EXERCISE GOAL ▸ In the entries that follow, the lines from the one with "pub fn default_path()" through the one with "pub fn normalized_remote_dir(&self)" are the ones to write out, exactly and with both ends included. Nothing else should appear.

====

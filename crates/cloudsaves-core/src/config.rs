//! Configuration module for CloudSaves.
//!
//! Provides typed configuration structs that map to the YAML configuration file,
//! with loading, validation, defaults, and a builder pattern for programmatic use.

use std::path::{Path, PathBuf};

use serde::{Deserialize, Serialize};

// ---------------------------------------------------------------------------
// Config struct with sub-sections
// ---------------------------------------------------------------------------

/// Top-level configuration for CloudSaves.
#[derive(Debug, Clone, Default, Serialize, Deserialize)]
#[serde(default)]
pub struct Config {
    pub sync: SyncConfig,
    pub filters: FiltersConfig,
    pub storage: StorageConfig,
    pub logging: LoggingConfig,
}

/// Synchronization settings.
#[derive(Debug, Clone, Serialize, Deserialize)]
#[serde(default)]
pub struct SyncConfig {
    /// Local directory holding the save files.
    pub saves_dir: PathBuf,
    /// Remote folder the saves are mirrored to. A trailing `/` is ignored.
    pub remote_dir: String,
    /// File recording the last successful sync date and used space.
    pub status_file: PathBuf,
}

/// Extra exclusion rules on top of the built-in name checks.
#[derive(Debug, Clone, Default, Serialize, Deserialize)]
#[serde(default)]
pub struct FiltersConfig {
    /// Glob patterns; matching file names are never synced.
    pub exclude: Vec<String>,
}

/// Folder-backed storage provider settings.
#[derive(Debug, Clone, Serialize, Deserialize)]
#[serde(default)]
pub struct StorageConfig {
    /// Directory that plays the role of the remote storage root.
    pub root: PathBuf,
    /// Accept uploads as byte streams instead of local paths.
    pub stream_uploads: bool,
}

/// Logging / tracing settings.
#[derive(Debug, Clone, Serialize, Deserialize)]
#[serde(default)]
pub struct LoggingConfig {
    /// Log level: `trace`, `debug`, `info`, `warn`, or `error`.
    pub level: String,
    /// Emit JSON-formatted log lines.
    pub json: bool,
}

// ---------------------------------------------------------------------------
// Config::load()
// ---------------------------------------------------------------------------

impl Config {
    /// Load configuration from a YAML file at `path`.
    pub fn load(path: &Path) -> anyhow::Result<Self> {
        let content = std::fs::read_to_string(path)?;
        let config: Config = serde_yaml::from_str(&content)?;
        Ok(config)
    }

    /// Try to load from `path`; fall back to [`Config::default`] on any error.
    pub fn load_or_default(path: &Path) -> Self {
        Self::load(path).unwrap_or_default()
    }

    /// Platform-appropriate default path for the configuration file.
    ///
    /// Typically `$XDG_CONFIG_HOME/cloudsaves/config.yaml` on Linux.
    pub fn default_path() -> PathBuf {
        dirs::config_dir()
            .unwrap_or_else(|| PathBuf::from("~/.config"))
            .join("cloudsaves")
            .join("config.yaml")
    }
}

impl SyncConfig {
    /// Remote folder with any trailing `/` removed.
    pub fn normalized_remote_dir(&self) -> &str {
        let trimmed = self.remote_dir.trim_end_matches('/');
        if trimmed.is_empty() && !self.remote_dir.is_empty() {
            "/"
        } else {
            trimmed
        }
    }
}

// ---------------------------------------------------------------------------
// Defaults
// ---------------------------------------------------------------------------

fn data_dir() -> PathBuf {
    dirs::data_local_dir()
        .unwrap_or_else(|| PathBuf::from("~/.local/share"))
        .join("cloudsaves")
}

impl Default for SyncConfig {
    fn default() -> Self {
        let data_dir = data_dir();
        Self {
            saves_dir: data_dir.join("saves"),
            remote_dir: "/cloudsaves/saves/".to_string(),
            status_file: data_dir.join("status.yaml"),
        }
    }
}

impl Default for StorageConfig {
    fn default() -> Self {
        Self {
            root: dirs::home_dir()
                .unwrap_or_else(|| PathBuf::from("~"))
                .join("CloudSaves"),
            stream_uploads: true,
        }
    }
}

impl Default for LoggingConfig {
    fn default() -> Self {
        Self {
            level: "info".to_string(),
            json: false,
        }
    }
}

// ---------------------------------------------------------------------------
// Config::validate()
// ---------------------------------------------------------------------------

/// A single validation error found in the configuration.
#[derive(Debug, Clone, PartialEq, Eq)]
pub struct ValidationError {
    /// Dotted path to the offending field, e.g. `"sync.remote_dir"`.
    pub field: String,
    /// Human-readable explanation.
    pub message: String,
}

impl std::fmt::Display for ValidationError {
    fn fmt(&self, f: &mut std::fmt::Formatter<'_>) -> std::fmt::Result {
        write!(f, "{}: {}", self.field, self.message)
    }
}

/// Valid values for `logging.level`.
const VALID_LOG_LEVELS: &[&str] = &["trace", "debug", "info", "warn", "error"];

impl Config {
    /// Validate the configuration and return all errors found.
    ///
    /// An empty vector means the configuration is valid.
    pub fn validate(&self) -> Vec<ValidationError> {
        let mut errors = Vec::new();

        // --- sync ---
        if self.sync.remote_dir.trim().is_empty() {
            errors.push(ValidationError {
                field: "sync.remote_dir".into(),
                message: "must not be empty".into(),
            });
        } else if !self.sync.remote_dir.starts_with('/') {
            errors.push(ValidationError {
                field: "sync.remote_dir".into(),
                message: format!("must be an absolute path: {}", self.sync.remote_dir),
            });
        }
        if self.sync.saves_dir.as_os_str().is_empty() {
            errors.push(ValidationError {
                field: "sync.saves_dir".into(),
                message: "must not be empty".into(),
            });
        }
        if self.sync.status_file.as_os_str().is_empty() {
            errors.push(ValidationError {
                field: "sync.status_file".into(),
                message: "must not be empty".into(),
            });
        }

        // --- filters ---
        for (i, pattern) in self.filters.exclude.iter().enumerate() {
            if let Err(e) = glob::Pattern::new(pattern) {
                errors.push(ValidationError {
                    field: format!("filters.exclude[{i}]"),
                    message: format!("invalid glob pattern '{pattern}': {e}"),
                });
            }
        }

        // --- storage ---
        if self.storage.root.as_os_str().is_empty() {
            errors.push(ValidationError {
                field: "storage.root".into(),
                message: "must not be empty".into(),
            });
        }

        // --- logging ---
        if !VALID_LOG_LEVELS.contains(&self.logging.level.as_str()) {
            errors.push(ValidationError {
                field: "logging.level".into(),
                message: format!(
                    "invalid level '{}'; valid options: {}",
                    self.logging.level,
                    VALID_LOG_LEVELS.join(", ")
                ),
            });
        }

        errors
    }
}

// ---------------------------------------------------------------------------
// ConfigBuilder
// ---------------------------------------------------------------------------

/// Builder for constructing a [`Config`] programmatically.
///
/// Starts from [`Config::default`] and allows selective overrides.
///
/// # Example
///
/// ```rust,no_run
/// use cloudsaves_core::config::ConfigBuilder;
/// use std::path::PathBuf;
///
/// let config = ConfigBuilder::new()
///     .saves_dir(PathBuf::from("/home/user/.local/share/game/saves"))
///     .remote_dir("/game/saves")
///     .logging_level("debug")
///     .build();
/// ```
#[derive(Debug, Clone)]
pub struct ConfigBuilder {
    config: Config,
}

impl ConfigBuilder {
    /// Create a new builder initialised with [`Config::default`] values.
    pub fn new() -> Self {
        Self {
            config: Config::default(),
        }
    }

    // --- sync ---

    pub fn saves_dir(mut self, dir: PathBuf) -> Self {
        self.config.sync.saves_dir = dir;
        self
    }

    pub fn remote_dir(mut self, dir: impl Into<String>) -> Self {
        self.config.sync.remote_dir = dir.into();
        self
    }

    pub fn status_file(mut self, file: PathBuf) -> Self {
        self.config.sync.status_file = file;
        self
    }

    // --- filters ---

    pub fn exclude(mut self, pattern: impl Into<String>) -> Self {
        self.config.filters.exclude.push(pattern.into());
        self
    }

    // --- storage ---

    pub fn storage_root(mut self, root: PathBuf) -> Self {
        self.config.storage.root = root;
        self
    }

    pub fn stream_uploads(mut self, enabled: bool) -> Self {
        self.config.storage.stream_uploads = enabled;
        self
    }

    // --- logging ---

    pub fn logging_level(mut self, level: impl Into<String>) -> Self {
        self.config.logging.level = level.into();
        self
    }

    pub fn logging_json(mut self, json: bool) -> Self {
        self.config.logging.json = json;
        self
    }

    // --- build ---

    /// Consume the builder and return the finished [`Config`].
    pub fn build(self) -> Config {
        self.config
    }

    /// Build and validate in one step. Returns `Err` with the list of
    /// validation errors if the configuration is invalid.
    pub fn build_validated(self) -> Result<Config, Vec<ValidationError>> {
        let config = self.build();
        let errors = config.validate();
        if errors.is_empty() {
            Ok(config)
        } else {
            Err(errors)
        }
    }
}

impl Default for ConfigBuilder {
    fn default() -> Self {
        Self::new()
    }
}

====

REPLY ▸
    pub fn default_path() -> PathBuf {
        dirs::config_dir()
            .unwrap_or_else(|| PathBuf::from("~/.config"))
            .join("cloudsaves")
            .join("config.yaml")
    }
}

impl SyncConfig {
    /// Remote folder with any trailing `/` removed.
    pub fn normalized_remote_dir(&self) -> &str {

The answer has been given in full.